Más allá del interesante debate que esto suscita, por ejemplo, en términos de poder (el dios Thamus presentaba al habla pura, independiente de la escritura, que socavaba su autoridad y lo volvía incompleto, impuro, ya que en adelante el habla siempre necesitará de la escritura), Platón mismo, como supo mostrar Derrida en La farmacia de Platón, no sabía muy bien qué decir sobre esta «tecnología» de la escritura. Por boca de Sócrates y del dios Thamus, Platón condena la escritura, incluso a pesar de haber acertado al calificarla con una palabra que, en griego, significaba ambas cosas: veneno o remedio (phármakon).

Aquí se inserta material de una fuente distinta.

//! Live order book synchronization.
//!
//! [`SyncController`] owns the [`PriceLevelStore`], the [`UpdateBuffer`] and
//! the [`SyncStateMachine`] for one market. Transport workers push events into
//! it through an [`EventSink`]; every mutation happens under one mutex and
//! ends by publishing an immutable [`BookView`] on a `watch` channel, which is
//! what all queries read.
//!
//! # Architecture
//!
//! ```text
//!   transport worker(s) --EventSink::send--> Shared::handle_event
//!                                              | (mutex: SyncCore)
//!                                              |  snapshot -> store.reset, drain buffer
//!                                              |  diff     -> buffer.push | store.apply
//!                                              |  lost     -> Resyncing, notify supervisor
//!                                              v
//!                     watch::Sender<Arc<BookView>>   watch::Sender<SyncState>
//!                                |                              |
//!                 best_bid / depth / subscribe_book     start / resync waiters
//!
//!   supervisor task (per start): auto-resync on disconnect, staleness checks
//! ```

use std::sync::Arc;
use std::time::Duration;

use parking_lot::Mutex;
use tokio::sync::{mpsc, watch};
use tokio::time::Instant;
use tokio_util::sync::CancellationToken;
use tracing::{debug, error, info, warn};

use crate::buffer::UpdateBuffer;
use crate::config::SyncConfig;
use crate::error::{Result, SyncError};
use crate::state::{SyncState, SyncStateMachine, Transition};
use crate::store::{BookView, PriceLevelStore};
use crate::transport::{EventSink, SubscriptionHandle, SyncEvent, Transport};
use crate::types::{BookSnapshot, PriceLevel, ProcessEntry, Side};

/// Smallest period accepted for the supervisor's staleness interval.
const MIN_STALE_CHECK: Duration = Duration::from_millis(10);

#[derive(Debug, Clone, Copy, PartialEq, Eq)]
enum ResyncReason {
    Disconnected,
    Stale,
}

// ---------------------------------------------------------------------------
// Mutable core (guarded by Shared::core)
// ---------------------------------------------------------------------------

struct SyncCore {
    market: String,
    machine: SyncStateMachine,
    store: PriceLevelStore,
    buffer: UpdateBuffer,
    /// Identifies the subscription whose events are currently accepted.
    session: u64,
    handle: Option<SubscriptionHandle>,
    /// Cancelled by stop(); lives from start() until then.
    lifetime: Option<CancellationToken>,
    resync_tx: Option<mpsc::UnboundedSender<ResyncReason>>,
    last_event: Option<Instant>,
    last_error: Option<SyncError>,
}

impl SyncCore {
    fn new(config: &SyncConfig) -> Self {
        Self {
            market: config.market.clone(),
            machine: SyncStateMachine::new(),
            store: PriceLevelStore::new(config.depth_limit),
            buffer: UpdateBuffer::new(),
            session: 0,
            handle: None,
            lifetime: None,
            resync_tx: None,
            last_event: None,
            last_error: None,
        }
    }

    /// Data for the live session proves the subscription was acknowledged,
    /// even if `subscribe` has not returned to us yet.
    fn acknowledge(&mut self) {
        let transition = match self.machine.state() {
            SyncState::Connecting => Transition::Subscribed,
            SyncState::Resyncing => Transition::Resubscribed,
            _ => return,
        };
        if let Err(e) = self.machine.apply(transition) {
            error!(market = %self.market, error = %e, "subscription acknowledgement rejected");
        }
    }

    fn on_snapshot_received(&mut self, snapshot: BookSnapshot) {
        self.acknowledge();
        self.store.reset(&snapshot);
        if let Err(e) = self.machine.apply(Transition::SnapshotApplied) {
            error!(market = %self.market, error = %e, "snapshot applied in unexpected state");
            return;
        }
        // Drain strictly after reset, or buffered deletions would be wiped.
        match self.buffer.drain_into(&mut self.store) {
            Ok(replayed) => info!(
                market = %self.market,
                session = self.session,
                bids = self.store.len(Side::Bid),
                asks = self.store.len(Side::Ask),
                replayed,
                "snapshot applied",
            ),
            Err(e) => error!(market = %self.market, error = %e, "buffered diff replay failed"),
        }
    }

    fn on_diff_received(&mut self, entries: Vec<ProcessEntry>) {
        self.acknowledge();
        match self.machine.state() {
            SyncState::Syncing => {
                self.buffer.push(entries);
                debug!(market = %self.market, buffered = self.buffer.len(), "diff buffered until snapshot");
            }
            SyncState::Synced => {
                if let Err(e) = self.store.apply(&entries) {
                    error!(market = %self.market, error = %e, "diff rejected by store");
                }
            }
            state => {
                warn!(market = %self.market, %state, entries = entries.len(), "discarding diff");
            }
        }
    }

    fn on_connection_lost(&mut self) {
        let state = self.machine.state();
        // The transport acknowledged and then lost the connection before
        // subscribe() returned to us. Resync it like any other loss.
        self.acknowledge();
        if let Err(e) = self.machine.apply(Transition::ConnectionLost) {
            error!(market = %self.market, error = %e, "cannot enter resync");
            return;
        }
        // The dead subscription must not feed the book any more.
        self.session += 1;
        self.buffer.clear();
        warn!(market = %self.market, from = %state, "connection lost, serving last-known book until resynced");
        if let Some(tx) = &self.resync_tx {
            let _ = tx.send(ResyncReason::Disconnected);
        }
    }
}

// ---------------------------------------------------------------------------
// Shared state reachable from transport workers
// ---------------------------------------------------------------------------

pub(crate) struct Shared {
    core: Mutex<SyncCore>,
    status_tx: watch::Sender<SyncState>,
    book_tx: watch::Sender<Arc<BookView>>,
}

impl Shared {
    fn new(config: &SyncConfig) -> Self {
        let (status_tx, _) = watch::channel(SyncState::Disconnected);
        let (book_tx, _) = watch::channel(Arc::new(BookView::empty()));
        Self {
            core: Mutex::new(SyncCore::new(config)),
            status_tx,
            book_tx,
        }
    }

    /// Entry point for every transport event.
    pub(crate) fn handle_event(&self, session: u64, event: SyncEvent) {
        let mut core = self.core.lock();
        let state = core.machine.state();
        if session != core.session || !state.is_active() {
            warn!(
                market = %core.market,
                session,
                current = core.session,
                %state,
                "discarding event from inactive subscription",
            );
            return;
        }

        core.last_event = Some(Instant::now());
        match event {
            SyncEvent::Snapshot(snapshot) => core.on_snapshot_received(snapshot),
            SyncEvent::Diff(entries) => core.on_diff_received(entries),
            SyncEvent::Disconnected => core.on_connection_lost(),
        }
        self.publish(&core);
    }

    /// Publish the book, then the state, so a waiter that observes `Synced`
    /// also observes the book that got it there.
    fn publish(&self, core: &SyncCore) {
        let view = core.store.view();
        self.book_tx.send_if_modified(|current| {
            if current.sequence == view.sequence && current.updated_at == view.updated_at {
                return false;
            }
            *current = Arc::new(view);
            true
        });

        let state = core.machine.state();
        self.status_tx.send_if_modified(|current| {
            if *current == state {
                return false;
            }
            *current = state;
            true
        });
    }

    fn status(&self) -> SyncState {
        *self.status_tx.borrow()
    }

    fn book(&self) -> Arc<BookView> {
        Arc::clone(&self.book_tx.borrow())
    }
}

// ---------------------------------------------------------------------------
// SyncController
// ---------------------------------------------------------------------------

/// Maintains a live book for one market from a snapshot plus ordered diffs.
///
/// Call [`start`](Self::start) to subscribe and wait for the first snapshot;
/// read with [`best_bid`](Self::best_bid), [`best_ask`](Self::best_ask),
/// [`depth`](Self::depth) or [`book`](Self::book), or await changes through
/// [`subscribe_book`](Self::subscribe_book). Dropping the controller stops it.
pub struct SyncController<T: Transport> {
    inner: Arc<Inner<T>>,
}

impl<T: Transport> SyncController<T> {
    pub fn new(config: SyncConfig, transport: T) -> Self {
        let shared = Arc::new(Shared::new(&config));
        Self {
            inner: Arc::new(Inner {
                config,
                transport,
                shared,
            }),
        }
    }

    /// Subscribe and wait until the first snapshot is applied.
    ///
    /// Returns immediately when already `Synced`; joins the in-progress wait
    /// when a start or resync is under way.
    ///
    /// # Errors
    ///
    /// - [`SyncError::SubscriptionFailed`] if the transport rejects the
    ///   subscription (the controller returns to `Disconnected`).
    /// - [`SyncError::Timeout`] if no snapshot arrives within
    ///   `snapshot_timeout`. The subscription stays open.
    /// - [`SyncError::Cancelled`] if [`stop`](Self::stop) is called meanwhile.
    pub async fn start(&self) -> Result<()> {
        self.inner.start().await
    }

    /// Re-subscribe and wait for a fresh snapshot. Readers keep seeing the
    /// previous book, with status `Resyncing`, until it arrives.
    ///
    /// Returns `Ok(false)` if the controller is not started.
    pub async fn resync(&self) -> Result<bool> {
        self.inner.resync().await
    }

    /// Release the subscription, clear the book and return to
    /// `Disconnected`. Any pending `start`/`resync` returns
    /// [`SyncError::Cancelled`].
    pub fn stop(&self) {
        self.inner.shutdown(None);
    }

    pub fn status(&self) -> SyncState {
        self.inner.shared.status()
    }

    pub fn best_bid(&self) -> Option<PriceLevel> {
        self.inner.shared.book().best_bid()
    }

    pub fn best_ask(&self) -> Option<PriceLevel> {
        self.inner.shared.book().best_ask()
    }

    /// Up to `n` levels of `side`, best first, from one consistent view.
    pub fn depth(&self, side: Side, n: usize) -> Vec<PriceLevel> {
        self.inner.shared.book().depth(side, n)
    }

    /// Latest published view of the whole book.
    pub fn book(&self) -> Arc<BookView> {
        self.inner.shared.book()
    }

    /// Receiver that changes on every published book mutation.
    pub fn subscribe_book(&self) -> watch::Receiver<Arc<BookView>> {
        self.inner.shared.book_tx.subscribe()
    }

    /// Receiver that changes on every state transition.
    pub fn subscribe_status(&self) -> watch::Receiver<SyncState> {
        self.inner.shared.status_tx.subscribe()
    }

    /// Error that made the supervisor give up, if any, since the last start.
    pub fn last_error(&self) -> Option<SyncError> {
        self.inner.shared.core.lock().last_error.clone()
    }

    pub fn config(&self) -> &SyncConfig {
        &self.inner.config
    }
}
impl BookSide {
    pub fn new(side: Side) -> Self {
        Self {
            levels: BTreeMap::new(),
            side,
        }
    }

    pub fn side(&self) -> Side {
        self.side
    }

    /// Insert or replace the level at `price`; a zero quantity removes it.
    /// Removing a price that is not present is a no-op.
    pub fn upsert(&mut self, level: PriceLevel) {
        if level.is_removal() {
            self.levels.remove(&level.price);
        } else {
            self.levels.insert(level.price, level.quantity);
        }
    }

    /// Top of this side, or `None` if it is empty.
    ///
    /// - **Asks**: lowest price (first key).
    /// - **Bids**: highest price (last key).
    pub fn best(&self) -> Option<PriceLevel> {
        let entry = match self.side {
            Side::Ask => self.levels.iter().next(),
            Side::Bid => self.levels.iter().next_back(),
        };
        entry.map(|(price, quantity)| PriceLevel::new(*price, *quantity))
    }

    /// Up to `n` levels, best first.
    pub fn depth(&self, n: usize) -> Vec<PriceLevel> {
        let to_level = |(price, quantity): (&Decimal, &Decimal)| PriceLevel::new(*price, *quantity);
        match self.side {
            Side::Ask => self.levels.iter().take(n).map(to_level).collect(),
            Side::Bid => self.levels.iter().rev().take(n).map(to_level).collect(),
        }
    }

    /// Quantity resting at exactly `price`.
    pub fn quantity_at(&self, price: Decimal) -> Option<Decimal> {
        self.levels.get(&price).copied()
    }

    pub fn clear(&mut self) {
        self.levels.clear();
    }

    pub fn len(&self) -> usize {
        self.levels.len()
    }

    pub fn is_empty(&self) -> bool {
        self.levels.is_empty()
    }

    /// Drop the worst prices until at most `max` levels remain.
    fn trim(&mut self, max: usize) {
        while self.levels.len() > max {
            match self.side {
                Side::Ask => self.levels.pop_last(),
                Side::Bid => self.levels.pop_first(),
            };
        }
    }
}
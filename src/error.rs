use std::time::Duration;

use thiserror::Error;

use crate::state::{SyncState, Transition};

/// Failures reported by a [`Transport`](crate::transport::Transport).
#[derive(Error, Debug, Clone, PartialEq, Eq)]
pub enum TransportError {
    #[error("connect failed: {0}")]
    Connect(String),

    #[error("subscription rejected: {0}")]
    Rejected(String),

    #[error("no subscription acknowledgement within {0:?}")]
    Timeout(Duration),

    #[error("WebSocket error: {0}")]
    WebSocket(String),

    #[error("decode error: {0}")]
    Decode(String),

    #[error("invalid request: {0}")]
    InvalidRequest(String),
}

impl From<serde_json::Error> for TransportError {
    fn from(e: serde_json::Error) -> Self {
        TransportError::Decode(e.to_string())
    }
}

impl From<rust_decimal::Error> for TransportError {
    fn from(e: rust_decimal::Error) -> Self {
        TransportError::Decode(e.to_string())
    }
}

impl From<tokio_tungstenite::tungstenite::Error> for TransportError {
    fn from(e: tokio_tungstenite::tungstenite::Error) -> Self {
        TransportError::WebSocket(e.to_string())
    }
}

#[derive(Error, Debug, Clone, PartialEq, Eq)]
pub enum SyncError {
    #[error("subscription failed: {0}")]
    SubscriptionFailed(#[source] TransportError),

    #[error("no snapshot received within {0:?}")]
    Timeout(Duration),

    /// Diffs were applied to a store that never received a snapshot.
    #[error("update applied before any snapshot")]
    StoreMisuse,

    #[error("synchronization cancelled by stop()")]
    Cancelled,

    #[error("cannot apply {transition:?} in state {from}")]
    InvalidTransition {
        from: SyncState,
        transition: Transition,
    },
}

pub type Result<T> = std::result::Result<T, SyncError>;
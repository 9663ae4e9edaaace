mod cli;
mod output;

use std::io::{self, BufWriter};
use std::time::Duration;

use booksync::{KrakenTransport, SyncConfig, SyncController};
use clap::Parser;
use tokio_util::sync::CancellationToken;
use tracing::{error, info, warn};

#[tokio::main]
async fn main() {
    rustls::crypto::ring::default_provider()
        .install_default()
        .expect("failed to install rustls crypto provider");

    let args = cli::Args::parse();

    // Initialize tracing
    let filter = args
        .log_level
        .parse::<tracing_subscriber::filter::LevelFilter>()
        .unwrap_or(tracing_subscriber::filter::LevelFilter::INFO);

    tracing_subscriber::fmt()
        .with_max_level(filter)
        .with_target(false)
        .with_writer(std::io::stderr)
        .init();

    info!(pair = %args.pair, depth = args.depth, json = args.json, "booksync starting");

    let transport = match KrakenTransport::new(&args.url) {
        Ok(t) => t,
        Err(e) => {
            error!(error = %e, "invalid transport configuration");
            std::process::exit(1);
        }
    };

    let config = SyncConfig {
        market: args.pair.clone(),
        depth_limit: args.depth,
        snapshot_timeout: Duration::from_secs(args.snapshot_timeout_secs),
        stale_after: (args.stale_secs > 0).then(|| Duration::from_secs(args.stale_secs)),
        ..Default::default()
    };
    let controller = SyncController::new(config, transport);
    let cancel = setup_signal_handlers();

    tokio::select! {
        result = controller.start() => {
            if let Err(e) = result {
                error!(error = %e, "initial synchronization failed");
                std::process::exit(1);
            }
        }
        _ = cancel.cancelled() => {
            controller.stop();
            return;
        }
    }

    print_book(&controller, &args, &cancel).await;
    controller.stop();
}

/// Print a line per published book view until cancelled or the controller
/// stops on its own.
async fn print_book(
    controller: &SyncController<KrakenTransport>,
    args: &cli::Args,
    cancel: &CancellationToken,
) {
    let mut book_rx = controller.subscribe_book();
    let mut status_rx = controller.subscribe_status();
    let mut writer = BufWriter::new(io::stdout().lock());
    let mut buf = String::with_capacity(512);

    loop {
        let view = book_rx.borrow_and_update().clone();
        let state = *status_rx.borrow_and_update();
        if let Err(e) = output::write_book(
            &mut writer,
            &args.pair,
            state,
            &view,
            args.levels,
            args.json,
            &mut buf,
        ) {
            warn!(error = %e, "stdout closed");
            return;
        }

        tokio::select! {
            changed = book_rx.changed() => {
                if changed.is_err() {
                    return;
                }
            }
            changed = status_rx.changed() => {
                if changed.is_err() {
                    return;
                }
                let state = *status_rx.borrow();
                if !state.is_active() {
                    if let Some(e) = controller.last_error() {
                        error!(error = %e, "book sync gave up");
                    }
                    return;
                }
            }
            _ = cancel.cancelled() => {
                info!("shutdown requested");
                return;
            }
        }
    }
}

/// Cancel the returned token on the first SIGINT or SIGTERM.
fn setup_signal_handlers() -> CancellationToken {
    let cancel = CancellationToken::new();
    let token = cancel.clone();

    tokio::spawn(async move {
        let signal = wait_for_signal().await;
        info!(signal, "shutting down");
        token.cancel();
    });

    cancel
}

#[cfg(unix)]
async fn wait_for_signal() -> &'static str {
    use tokio::signal::unix::{signal, SignalKind};

    let mut terminate = match signal(SignalKind::terminate()) {
        Ok(stream) => stream,
        Err(e) => {
            warn!(error = %e, "SIGTERM handler unavailable, listening for SIGINT only");
            let _ = tokio::signal::ctrl_c().await;
            return "SIGINT";
        }
    };

    tokio::select! {
        _ = tokio::signal::ctrl_c() => "SIGINT",
        _ = terminate.recv() => "SIGTERM",
    }
}

#[cfg(not(unix))]
async fn wait_for_signal() -> &'static str {
    let _ = tokio::signal::ctrl_c().await;
    "SIGINT"
}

Derrida expone la parte quizás más interesante del debate, y es la capacidad deconstructiva, o deslegitimadora si preferimos, de mostrar la incompletud de determinados elementos que entendemos únicamente desde una perspectiva: si el habla ya no es algo puro e independiente, sino que debe ser suplementado por la escritura, su autoridad queda debilitada. Tal vez la reacción de Han a las nuevas tecnologías tenga algo que ver con este miedo que sintió Platón ante la suplementariedad de la escritura, y es que en el momento en que la tecnología se vuelve un suplemento para nosotros ya no hay vuelta atrás. Y ello rompe con muchos de los grandes mitos del pensamiento occidental, tal vez Han esté simplemente intentando salvarlos, incluso a pesar de que sabe que eso es ya imposible (y que todo encierro en este sentido termina en el ridículo, igual que Platón condenando lo que permitió que su obra trascendiese el tiempo y el espacio, algo que, según hacía decir a Sócrates, le parecía aberrante).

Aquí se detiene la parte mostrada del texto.